Alderman’s Ford Conversation Park is an 1,140-acre park in Hillsborough County, about an hour east of Tampa on South County Road 39. The park has a paved multi-use trail for hikers, bicycles, strollers and wheelchairs with restrooms and a picnic area at the path entrance. The trail is a 1.8-mile loop that passes under County Road 39, then swings back under CR 39 to main section of the park. The Alafia River meanders along with you, and every so often you come across an exercise station to burn off excess energy.
The campground trail is a dirt/grass road that is easy to hike but could be challenging for elderly or those with disabilities. It is smooth
enough, however, to allow you to pull a gear cart rather than backpacking everything in. The four campsites are about 15 minutes down the trail and relatively close together. The sites are marked, though I did go straight when I should have gone left and found myself in a field. But that mistake only cost a few minutes off my trip. The sites do not have potable water, but they do have fire pits and picnic tables. My site had hammock stands and a pole to lift my backpack away from critters.
Restrooms are back at the junction with the main trail, about 15 minutes away, and there is a water fountain at the restroom for drinking water. There is plenty of room for tents. I’m a hammock camper, and after hanging my hammock, I proceeded to getting the camp settled and started to collect firewood. This was a little more difficult than other sites I’ve visited because the park and trails are kept clear of fallen wood. In general, you are not supposed to pick up wood for campfires, but rangers generally accept a little clearing of the path when there’s fallen wood that blocks access. Still, the rangers at Alderman’s Ford do a pretty good job of keeping paths clear, so firewood could be scarce.
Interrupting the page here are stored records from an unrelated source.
//! Per-frame camera and spotlight tracking
//!
//! Bevy renders the scene every frame on its own. This plugin only keeps the
//! camera and the spotlight pointed at the car, once there is a car.

use bevy::prelude::*;

use crate::car::CarControls;
use crate::world::{MainCamera, WorldContext, CAR, LIGHT};

pub struct TrackingPlugin;

impl Plugin for TrackingPlugin {
    fn build(&self, app: &mut App) {
        app.add_systems(Update, track_car.after(CarControls));
    }
}

/// Aim the camera and the spotlight at the car's current position
fn track_car(
    context: Res<WorldContext>,
    cameras: Query<Entity, With<MainCamera>>,
    mut transforms: Query<&mut Transform>,
) {
    let Some(car) = context.object(CAR) else {
        return;
    };
    let Ok(target) = transforms.get(car).map(|transform| transform.translation) else {
        return;
    };

    for camera in cameras.iter() {
        if let Ok(mut transform) = transforms.get_mut(camera) {
            transform.look_at(target, Vec3::Y);
        }
    }

    if let Some(light) = context.object(LIGHT) {
        if let Ok(mut transform) = transforms.get_mut(light) {
            transform.look_at(target, Vec3::Y);
        }
    }
}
After I barbecued a pork loin and grilled Brussels sprouts, I went for a short walk and passed a Boy Scout Troop at another site. They seemed to be involved in some sort of merit badge activity. Along the path, I heard a few armadillos hunting dinner in the brush and a couple of owls trading hoots as nightfall neared. Back at camp, I built up the fire again and pulled out a book to read, taking breaks for a little stargazing.
As I was sitting quietly in the woods, I heard a motor approaching, then a blaze of headlights, and a man appeared on an ATV. He was using his flashlight to glance around my campsite and identified himself as park security. I asked him what he was looking for, and he replied “just making sure all the park rules were being followed.” As quickly as he came, he left.
I have to say that 10 o’clock at night was not the most welcome camp visitor I have had. If I was in a tent sleeping when he arrived, I would have been quite uneasy. There was a heavy downpour during the night, so I laid garbage bags over the firewood and my backpack, cocooning in my hammock. I didn’t feel a drop.
In the morning, I made breakfast sausage in the the fire pit while my alcohol stove was busy making coffee. It was almost 8 am and I didn’t hear a peep from the Boy Scouts. I guess only older guys like me get up early. Where did I put my book again? By noon, I had the camp packed and doing my final inspection to check for garbage or anything I may have left behind, and I was back at the car by 1.